Mr Ottaviano’s backers included corporate heavy-hitters such as former AFL chairman Mike Fitzpatrick. Influential WA politician Alannah MacTiernan was a strong supporter at both State and Federal levels.

Julia Gillard toured the company’s Rous Head facility when she was prime minister and a succession of Labor heavyweights, including Bill Shorten, Gary Gray, Martin Ferguson and Ian Macfarlane line up for photo opportunities over the years.

When Carnegie landed a contract to supply the navy with power from a pilot project off Garden Island near Perth, investors thought they had a front row seat to a highly sought-after show — a commercially profitable energy company producing cheap, clean and endless power.

It wasn’t to be. The offshore kit started failing as it was pounded by monstrous surf and an investment in a micro-grid provider didn’t produce the cashflow Carnegie urgently needed. When the WA Government pulled funding in 2019 the party ended.

After hitting highs of 28¢ in its heyday the stock languished around 4¢ as investors saw little blue sky.

Fast-forward five years and the renamed Carnergie Clean Energy has a new corporate champion — technology behemoth Hewlett Packard Enterprise.

HPE chief executive Antoni Neri talked up his company’s AI collaboration with Carnegie at the recent Discover conference in Las Vegas.

The HPE-curated reinforcement learning program coaches Carnegie’s offshore buoys to work more efficiently in the surf. They can now wring a lot more energy from each wave.

The thousands of people who attended the conference last month saw a wave tank demonstration of Carnegie’s improved kit and methodology.

That someone of Mr Neri’s standing (he shared the stage in Las Vegas with Nvidia boss Jeremy Huang) had the confidence to align himself with Carnegie at such a public event speaks volumes about how far the energy minnow has come since 2019.
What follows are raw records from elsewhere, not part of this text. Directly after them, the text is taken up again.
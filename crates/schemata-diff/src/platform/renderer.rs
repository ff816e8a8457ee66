//! Column declaration rendering
//!
//! Renders the SQL fragment that declares a column (everything after the
//! column name) for a handful of dialects. This is only as much DDL as the
//! declaration oracle needs to decide whether two columns look the same to a
//! database.

use std::fmt;

use schemata_core::{
    CUSTOM_OPTION_CHECK, Column, LogicalType, PLATFORM_OPTION_CHARSET, PLATFORM_OPTION_COLLATION,
    PLATFORM_OPTION_JSONB, TypeCatalog,
};
use serde::{Deserialize, Serialize};
use thiserror::Error;

/// Length used for string and binary columns that declare none
pub const DEFAULT_STRING_LENGTH: u32 = 255;
/// Precision used for decimal columns that declare none
pub const DEFAULT_DECIMAL_PRECISION: u32 = 10;

/// Errors that can occur while rendering a column declaration
#[derive(Debug, Clone, PartialEq, Eq, Error)]
pub enum RenderError {
    /// The logical type has no declaration on this dialect
    #[error("type '{type_name}' has no declaration for {dialect}")]
    UnsupportedType { dialect: Dialect, type_name: String },
}

/// Renders the declaration of a single column
pub trait ColumnRenderer {
    /// Declaration text without the column name, e.g. `VARCHAR(255) NOT NULL`
    fn column_declaration(&self, column: &Column) -> Result<String, RenderError>;

    /// Whether comments are part of the declaration text
    fn supports_inline_comments(&self) -> bool {
        false
    }
}

/// SQL dialect a declaration is rendered for
#[derive(Debug, Clone, Copy, PartialEq, Eq, Hash, Default, Serialize, Deserialize)]
pub enum Dialect {
    #[default]
    PostgreSQL,
    MySQL,
    SQLite,
}

impl Dialect {
    /// Returns the identifier quote character for this dialect
    pub fn quote_char(&self) -> char {
        match self {
            Dialect::PostgreSQL | Dialect::SQLite => '"',
            Dialect::MySQL => '`',
        }
    }

    /// Quotes an identifier, doubling embedded quote characters
    pub fn quote_identifier(&self, name: &str) -> String {
        let quote = self.quote_char();
        let escaped = name.replace(quote, &format!("{}{}", quote, quote));
        format!("{}{}{}", quote, escaped, quote)
    }

    /// Quotes a string literal
    pub fn quote_literal(&self, value: &str) -> String {
        format!("'{}'", value.replace('\'', "''"))
    }

    pub fn supports_unsigned(&self) -> bool {
        matches!(self, Dialect::MySQL)
    }

    pub fn supports_charset(&self) -> bool {
        matches!(self, Dialect::MySQL)
    }
}

impl fmt::Display for Dialect {
    fn fmt(&self, f: &mut fmt::Formatter<'_>) -> fmt::Result {
        let name = match self {
            Dialect::PostgreSQL => "PostgreSQL",
            Dialect::MySQL => "MySQL",
            Dialect::SQLite => "SQLite",
        };
        f.write_str(name)
    }
}

/// Declaration renderer for one dialect, resolving custom types through a catalog
#[derive(Debug, Clone, Copy)]
pub struct DialectRenderer<'a> {
    dialect: Dialect,
    catalog: &'a TypeCatalog,
}

impl<'a> DialectRenderer<'a> {
    pub fn new(dialect: Dialect, catalog: &'a TypeCatalog) -> Self {
        Self { dialect, catalog }
    }

    pub fn dialect(&self) -> Dialect {
        self.dialect
    }

    /// Full `name declaration` fragment as it would appear in `CREATE TABLE`
    pub fn column_definition(&self, column: &Column) -> Result<String, RenderError> {
        Ok(format!(
            "{} {}",
            self.dialect.quote_identifier(&column.name),
            self.column_declaration(column)?
        ))
    }

    fn type_declaration(&self, column: &Column) -> Result<String, RenderError> {
        let length = column.length.unwrap_or(DEFAULT_STRING_LENGTH);
        let precision = column.precision.unwrap_or(DEFAULT_DECIMAL_PRECISION);
        let scale = column.scale.unwrap_or(0);
        let autoincrement = column.autoincrement && column.logical_type.is_integer();

        let declaration: String = match (self.dialect, &column.logical_type) {
            (Dialect::PostgreSQL, LogicalType::SmallInt) if autoincrement => "SMALLSERIAL".into(),
            (Dialect::PostgreSQL, LogicalType::Integer) if autoincrement => "SERIAL".into(),
            (Dialect::PostgreSQL, LogicalType::BigInt) if autoincrement => "BIGSERIAL".into(),
            (_, LogicalType::SmallInt) => "SMALLINT".into(),
            (Dialect::MySQL, LogicalType::Integer) => "INT".into(),
            (_, LogicalType::Integer) => "INTEGER".into(),
            (_, LogicalType::BigInt) => "BIGINT".into(),
            (_, LogicalType::Decimal) => format!("NUMERIC({}, {})", precision, scale),
            (_, LogicalType::Float) => "DOUBLE PRECISION".into(),
            (Dialect::MySQL, LogicalType::Boolean) => "TINYINT(1)".into(),
            (_, LogicalType::Boolean) => "BOOLEAN".into(),
            (_, LogicalType::String) if column.fixed => format!("CHAR({})", length),
            (_, LogicalType::String) => format!("VARCHAR({})", length),
            (Dialect::PostgreSQL, LogicalType::Text) => "TEXT".into(),
            (Dialect::MySQL, LogicalType::Text) => "LONGTEXT".into(),
            (Dialect::SQLite, LogicalType::Text) => "CLOB".into(),
            (Dialect::PostgreSQL, LogicalType::Binary | LogicalType::Blob) => "BYTEA".into(),
            (Dialect::MySQL, LogicalType::Binary) if column.fixed => format!("BINARY({})", length),
            (Dialect::MySQL, LogicalType::Binary) => format!("VARBINARY({})", length),
            (Dialect::MySQL, LogicalType::Blob) => "LONGBLOB".into(),
            (Dialect::SQLite, LogicalType::Binary | LogicalType::Blob) => "BLOB".into(),
            (Dialect::PostgreSQL, LogicalType::Guid) => "UUID".into(),
            (_, LogicalType::Guid) => "CHAR(36)".into(),
            (_, LogicalType::Date) => "DATE".into(),
            (Dialect::PostgreSQL, LogicalType::Time) => "TIME(0) WITHOUT TIME ZONE".into(),
            (_, LogicalType::Time) => "TIME".into(),
            (Dialect::PostgreSQL, LogicalType::DateTime) => {
                "TIMESTAMP(0) WITHOUT TIME ZONE".into()
            }
            (Dialect::PostgreSQL, LogicalType::DateTimeTz) => "TIMESTAMP(0) WITH TIME ZONE".into(),
            (_, LogicalType::DateTime | LogicalType::DateTimeTz) => "DATETIME".into(),
            (Dialect::PostgreSQL, LogicalType::Json)
                if column.platform_options.contains_key(PLATFORM_OPTION_JSONB) =>
            {
                "JSONB".into()
            }
            (Dialect::SQLite, LogicalType::Json) => "CLOB".into(),
            (_, LogicalType::Json) => "JSON".into(),
            (_, LogicalType::Custom(name)) => self
                .catalog
                .custom_declaration(name)
                .map(str::to_string)
                .ok_or_else(|| RenderError::UnsupportedType {
                    dialect: self.dialect,
                    type_name: name.clone(),
                })?,
        };
        Ok(declaration)
    }
}

impl ColumnRenderer for DialectRenderer<'_> {
    fn column_declaration(&self, column: &Column) -> Result<String, RenderError> {
        let mut def = self.type_declaration(column)?;
        let ty = &column.logical_type;

        if column.unsigned && ty.is_numeric() && self.dialect.supports_unsigned() {
            def.push_str(" UNSIGNED");
        }

        if ty.is_textual() {
            if self.dialect.supports_charset()
                && let Some(charset) = column.platform_options.get(PLATFORM_OPTION_CHARSET)
            {
                def.push_str(&format!(" CHARACTER SET {}", charset));
            }
            if let Some(collation) = column.platform_options.get(PLATFORM_OPTION_COLLATION) {
                match self.dialect {
                    Dialect::PostgreSQL => {
                        def.push_str(&format!(" COLLATE {}", self.dialect.quote_identifier(collation)))
                    }
                    Dialect::MySQL | Dialect::SQLite => {
                        def.push_str(&format!(" COLLATE {}", collation))
                    }
                }
            }
        }

        if let Some(default) = &column.default_value {
            def.push_str(&format!(" DEFAULT {}", default));
        }

        if !column.nullable {
            def.push_str(" NOT NULL");
        }

        if column.autoincrement && ty.is_integer() {
            match self.dialect {
                // already expressed by the SERIAL family
                Dialect::PostgreSQL => {}
                Dialect::MySQL => def.push_str(" AUTO_INCREMENT"),
                Dialect::SQLite => def.push_str(" PRIMARY KEY AUTOINCREMENT"),
            }
        }

        if let Some(check) = column.custom_schema_options.get(CUSTOM_OPTION_CHECK) {
            def.push_str(&format!(" CHECK ({})", check));
        }

        if self.supports_inline_comments()
            && let Some(comment) = column.effective_comment()
        {
            def.push_str(&format!(" COMMENT {}", self.dialect.quote_literal(comment)));
        }

        Ok(def)
    }

    fn supports_inline_comments(&self) -> bool {
        matches!(self.dialect, Dialect::MySQL)
    }
}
Jonathan Fievez, who replaced Mr Ottaviano as chief executive, has been quietly working to perfect the technology that was first trialled two decades ago. Knowing that investors would blush at a fresh capital raising, Mr Fievez sought funding from the European Union.

“EuropeWave is based on a competitive tender for contracts and Carnegie was one of 36 applicants,” Mr Fievez, who worked as Carnegie’s chief technology officer before taking over as boss.

“We were ranked first after the conclusion of the two competitive phases and were awarded a €3.75 million ($6.06 million) phase three contract.

“This win came with first choice of deployment sites and the Basque country in northern Spain was selected. Orders are currently being placed for equipment and subcontracts awarded ahead of the planned launch in mid 2025. There’s also a growing team in the city of Bilbao.”

Carnegie hasn’t given up on Australia. It recently deployed a new version of it’s wave-to-power infrastructure that keeps generators on barges that are close to the buoys.

“The wave-to-electricity conversion modules are integrated on deck, with the first commercial target being the aquaculture industry,” Mr Fievez said.

“The technology allows feed barges to reduce their diesel consumption by 50 per cent in the early versions and up to 100 per cent with later ones.

“Tassal and Huon Aquaculture are Australia’s largest producers and are partners on the project. They see the need to move further offshore to reduce nutrient concentrations in protected waters, improve fish health and take advantage of renewable energy to achieve their stated sustainability goals.”